//! Canonical frames.
//!
//! A frame always carries the full canonical column list, even with zero
//! rows. Cells are `Option<Value>`; `None` is null.

use std::io::Write;

use anyhow::{Context, Result};
use serde::ser::{Serialize, SerializeMap, Serializer};
use serde_json::Value as JsonValue;
use sha2::{Digest, Sha256};

use crate::{
    canonical::{CanonicalSchema, FieldType, PLATFORM_FIELD},
    data::Value,
    io_utils,
};

#[derive(Debug, Clone, Copy, PartialEq, Eq)]
pub enum ColumnOrigin {
    Platform,
    Mapped,
    Derived,
    /// User-defined derive expression.
    Expression,
}

#[derive(Debug, Clone, PartialEq)]
pub struct FrameColumn {
    pub name: String,
    /// `None` for expression columns, whose type depends on the result.
    pub field_type: Option<FieldType>,
    pub origin: ColumnOrigin,
}

pub type CanonicalRow = Vec<Option<Value>>;

#[derive(Debug, Clone, PartialEq)]
pub struct CanonicalFrame {
    pub columns: Vec<FrameColumn>,
    pub rows: Vec<CanonicalRow>,
}

impl CanonicalFrame {
    /// Empty frame with `platform`, mapped and derived columns of the schema.
    pub fn empty(schema: &CanonicalSchema) -> Self {
        let mut columns = Vec::with_capacity(schema.fields.len() + schema.derived.len() + 1);
        columns.push(FrameColumn {
            name: PLATFORM_FIELD.to_string(),
            field_type: Some(FieldType::Text),
            origin: ColumnOrigin::Platform,
        });
        columns.extend(schema.fields.iter().map(|field| FrameColumn {
            name: field.name.to_string(),
            field_type: Some(field.field_type),
            origin: ColumnOrigin::Mapped,
        }));
        columns.extend(schema.derived.iter().map(|metric| FrameColumn {
            name: metric.name().to_string(),
            field_type: Some(metric.output_type()),
            origin: ColumnOrigin::Derived,
        }));
        Self {
            columns,
            rows: Vec::new(),
        }
    }

    pub fn push_expression_column(&mut self, name: &str) {
        self.columns.push(FrameColumn {
            name: name.to_string(),
            field_type: None,
            origin: ColumnOrigin::Expression,
        });
        for row in &mut self.rows {
            row.push(None);
        }
    }

    /// Appends `count` rows with every cell null.
    pub fn push_null_rows(&mut self, count: usize) {
        let width = self.columns.len();
        self.rows
            .extend(std::iter::repeat_with(|| vec![None; width]).take(count));
    }

    pub fn column_index(&self, name: &str) -> Option<usize> {
        self.columns.iter().position(|c| c.name == name)
    }

    pub fn column(&self, name: &str) -> Option<&FrameColumn> {
        self.columns.iter().find(|c| c.name == name)
    }

    pub fn headers(&self) -> Vec<String> {
        self.columns.iter().map(|c| c.name.clone()).collect()
    }

    pub fn len(&self) -> usize {
        self.rows.len()
    }

    pub fn is_empty(&self) -> bool {
        self.rows.is_empty()
    }

    /// Cell lookup by column name.
    pub fn value(&self, row: usize, name: &str) -> Option<&Value> {
        let idx = self.column_index(name)?;
        self.rows.get(row)?.get(idx)?.as_ref()
    }

    pub fn column_values(&self, idx: usize) -> impl Iterator<Item = Option<&Value>> + '_ {
        self.rows
            .iter()
            .map(move |row| row.get(idx).and_then(Option::as_ref))
    }

    pub fn display_rows(&self) -> Vec<Vec<String>> {
        self.rows
            .iter()
            .map(|row| {
                row.iter()
                    .map(|cell| cell.as_ref().map(Value::as_display).unwrap_or_default())
                    .collect()
            })
            .collect()
    }

    pub fn write_csv<W: Write>(&self, writer: W, delimiter: u8) -> Result<()> {
        let mut writer = io_utils::csv_writer(writer, delimiter);
        writer
            .write_record(self.columns.iter().map(|c| c.name.as_str()))
            .context("Writing CSV headers")?;
        for row in self.display_rows() {
            writer.write_record(&row).context("Writing CSV row")?;
        }
        writer.flush().context("Flushing CSV output")?;
        Ok(())
    }

    pub fn to_csv_string(&self, delimiter: u8) -> Result<String> {
        let mut buffer = Vec::new();
        self.write_csv(&mut buffer, delimiter)?;
        String::from_utf8(buffer).context("CSV output is not valid UTF-8")
    }

    /// Rows as JSON objects whose keys follow the column order.
    pub fn records(&self) -> impl Iterator<Item = Record<'_>> {
        self.rows.iter().map(|row| Record {
            columns: &self.columns,
            row,
        })
    }

    pub fn to_json_string(&self) -> Result<String> {
        let records = self.records().collect::<Vec<_>>();
        serde_json::to_string_pretty(&records).context("Serializing canonical rows")
    }

    pub fn to_ndjson_string(&self) -> Result<String> {
        let mut output = String::new();
        for record in self.records() {
            output.push_str(&serde_json::to_string(&record).context("Serializing canonical row")?);
            output.push('\n');
        }
        Ok(output)
    }

    /// SHA-256 of the comma-separated rendering, hex encoded.
    pub fn content_hash(&self) -> Result<String> {
        let rendered = self.to_csv_string(io_utils::DEFAULT_CSV_DELIMITER)?;
        let digest = Sha256::digest(rendered.as_bytes());
        Ok(digest.iter().map(|byte| format!("{byte:02x}")).collect())
    }
}

/// One frame row borrowed for serialization.
pub struct Record<'a> {
    columns: &'a [FrameColumn],
    row: &'a [Option<Value>],
}

impl Serialize for Record<'_> {
    fn serialize<S: Serializer>(&self, serializer: S) -> Result<S::Ok, S::Error> {
        let mut map = serializer.serialize_map(Some(self.columns.len()))?;
        for (column, cell) in self.columns.iter().zip(self.row) {
            let value = cell.as_ref().map(Value::to_json).unwrap_or(JsonValue::Null);
            map.serialize_entry(&column.name, &value)?;
        }
        map.end()
    }
}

• _EXERCISE OBJECTIVE_: Please return the material above exactly as written.

• _SOLUTION BELOW_:
//! Canonical frames.
//!
//! A frame always carries the full canonical column list, even with zero
//! rows. Cells are `Option<Value>`; `None` is null.

use std::io::Write;

use anyhow::{Context, Result};
use serde::ser::{Serialize, SerializeMap, Serializer};
use serde_json::Value as JsonValue;
use sha2::{Digest, Sha256};

use crate::{
    canonical::{CanonicalSchema, FieldType, PLATFORM_FIELD},
    data::Value,
    io_utils,
};

#[derive(Debug, Clone, Copy, PartialEq, Eq)]
pub enum ColumnOrigin {
    Platform,
    Mapped,
    Derived,
    /// User-defined derive expression.
    Expression,
}

#[derive(Debug, Clone, PartialEq)]
pub struct FrameColumn {
    pub name: String,
    /// `None` for expression columns, whose type depends on the result.
    pub field_type: Option<FieldType>,
    pub origin: ColumnOrigin,
}

pub type CanonicalRow = Vec<Option<Value>>;

#[derive(Debug, Clone, PartialEq)]
pub struct CanonicalFrame {
    pub columns: Vec<FrameColumn>,
    pub rows: Vec<CanonicalRow>,
}

impl CanonicalFrame {
    /// Empty frame with `platform`, mapped and derived columns of the schema.
    pub fn empty(schema: &CanonicalSchema) -> Self {
        let mut columns = Vec::with_capacity(schema.fields.len() + schema.derived.len() + 1);
        columns.push(FrameColumn {
            name: PLATFORM_FIELD.to_string(),
            field_type: Some(FieldType::Text),
            origin: ColumnOrigin::Platform,
        });
        columns.extend(schema.fields.iter().map(|field| FrameColumn {
            name: field.name.to_string(),
            field_type: Some(field.field_type),
            origin: ColumnOrigin::Mapped,
        }));
        columns.extend(schema.derived.iter().map(|metric| FrameColumn {
            name: metric.name().to_string(),
            field_type: Some(metric.output_type()),
            origin: ColumnOrigin::Derived,
        }));
        Self {
            columns,
            rows: Vec::new(),
        }
    }

    pub fn push_expression_column(&mut self, name: &str) {
        self.columns.push(FrameColumn {
            name: name.to_string(),
            field_type: None,
            origin: ColumnOrigin::Expression,
        });
        for row in &mut self.rows {
            row.push(None);
        }
    }

    /// Appends `count` rows with every cell null.
    pub fn push_null_rows(&mut self, count: usize) {
        let width = self.columns.len();
        self.rows
            .extend(std::iter::repeat_with(|| vec![None; width]).take(count));
    }

    pub fn column_index(&self, name: &str) -> Option<usize> {
        self.columns.iter().position(|c| c.name == name)
    }

    pub fn column(&self, name: &str) -> Option<&FrameColumn> {
        self.columns.iter().find(|c| c.name == name)
    }

    pub fn headers(&self) -> Vec<String> {
        self.columns.iter().map(|c| c.name.clone()).collect()
    }

    pub fn len(&self) -> usize {
        self.rows.len()
    }

    pub fn is_empty(&self) -> bool {
        self.rows.is_empty()
    }

    /// Cell lookup by column name.
    pub fn value(&self, row: usize, name: &str) -> Option<&Value> {
        let idx = self.column_index(name)?;
        self.rows.get(row)?.get(idx)?.as_ref()
    }

    pub fn column_values(&self, idx: usize) -> impl Iterator<Item = Option<&Value>> + '_ {
        self.rows
            .iter()
            .map(move |row| row.get(idx).and_then(Option::as_ref))
    }

    pub fn display_rows(&self) -> Vec<Vec<String>> {
        self.rows
            .iter()
            .map(|row| {
                row.iter()
                    .map(|cell| cell.as_ref().map(Value::as_display).unwrap_or_default())
                    .collect()
            })
            .collect()
    }

    pub fn write_csv<W: Write>(&self, writer: W, delimiter: u8) -> Result<()> {
        let mut writer = io_utils::csv_writer(writer, delimiter);
        writer
            .write_record(self.columns.iter().map(|c| c.name.as_str()))
            .context("Writing CSV headers")?;
        for row in self.display_rows() {
            writer.write_record(&row).context("Writing CSV row")?;
        }
        writer.flush().context("Flushing CSV output")?;
        Ok(())
    }

    pub fn to_csv_string(&self, delimiter: u8) -> Result<String> {
        let mut buffer = Vec::new();
        self.write_csv(&mut buffer, delimiter)?;
        String::from_utf8(buffer).context("CSV output is not valid UTF-8")
    }

    /// Rows as JSON objects whose keys follow the column order.
    pub fn records(&self) -> impl Iterator<Item = Record<'_>> {
        self.rows.iter().map(|row| Record {
            columns: &self.columns,
            row,
        })
    }

    pub fn to_json_string(&self) -> Result<String> {
        let records = self.records().collect::<Vec<_>>();
        serde_json::to_string_pretty(&records).context("Serializing canonical rows")
    }

    pub fn to_ndjson_string(&self) -> Result<String> {
        let mut output = String::new();
        for record in self.records() {
            output.push_str(&serde_json::to_string(&record).context("Serializing canonical row")?);
            output.push('\n');
        }
        Ok(output)
    }

    /// SHA-256 of the comma-separated rendering, hex encoded.
    pub fn content_hash(&self) -> Result<String> {
        let rendered = self.to_csv_string(io_utils::DEFAULT_CSV_DELIMITER)?;
        let digest = Sha256::digest(rendered.as_bytes());
        Ok(digest.iter().map(|byte| format!("{byte:02x}")).collect())
    }
}

/// One frame row borrowed for serialization.
pub struct Record<'a> {
    columns: &'a [FrameColumn],
    row: &'a [Option<Value>],
}

impl Serialize for Record<'_> {
    fn serialize<S: Serializer>(&self, serializer: S) -> Result<S::Ok, S::Error> {
        let mut map = serializer.serialize_map(Some(self.columns.len()))?;
        for (column, cell) in self.columns.iter().zip(self.row) {
            let value = cell.as_ref().map(Value::to_json).unwrap_or(JsonValue::Null);
            map.serialize_entry(&column.name, &value)?;
        }
        map.end()
    }
}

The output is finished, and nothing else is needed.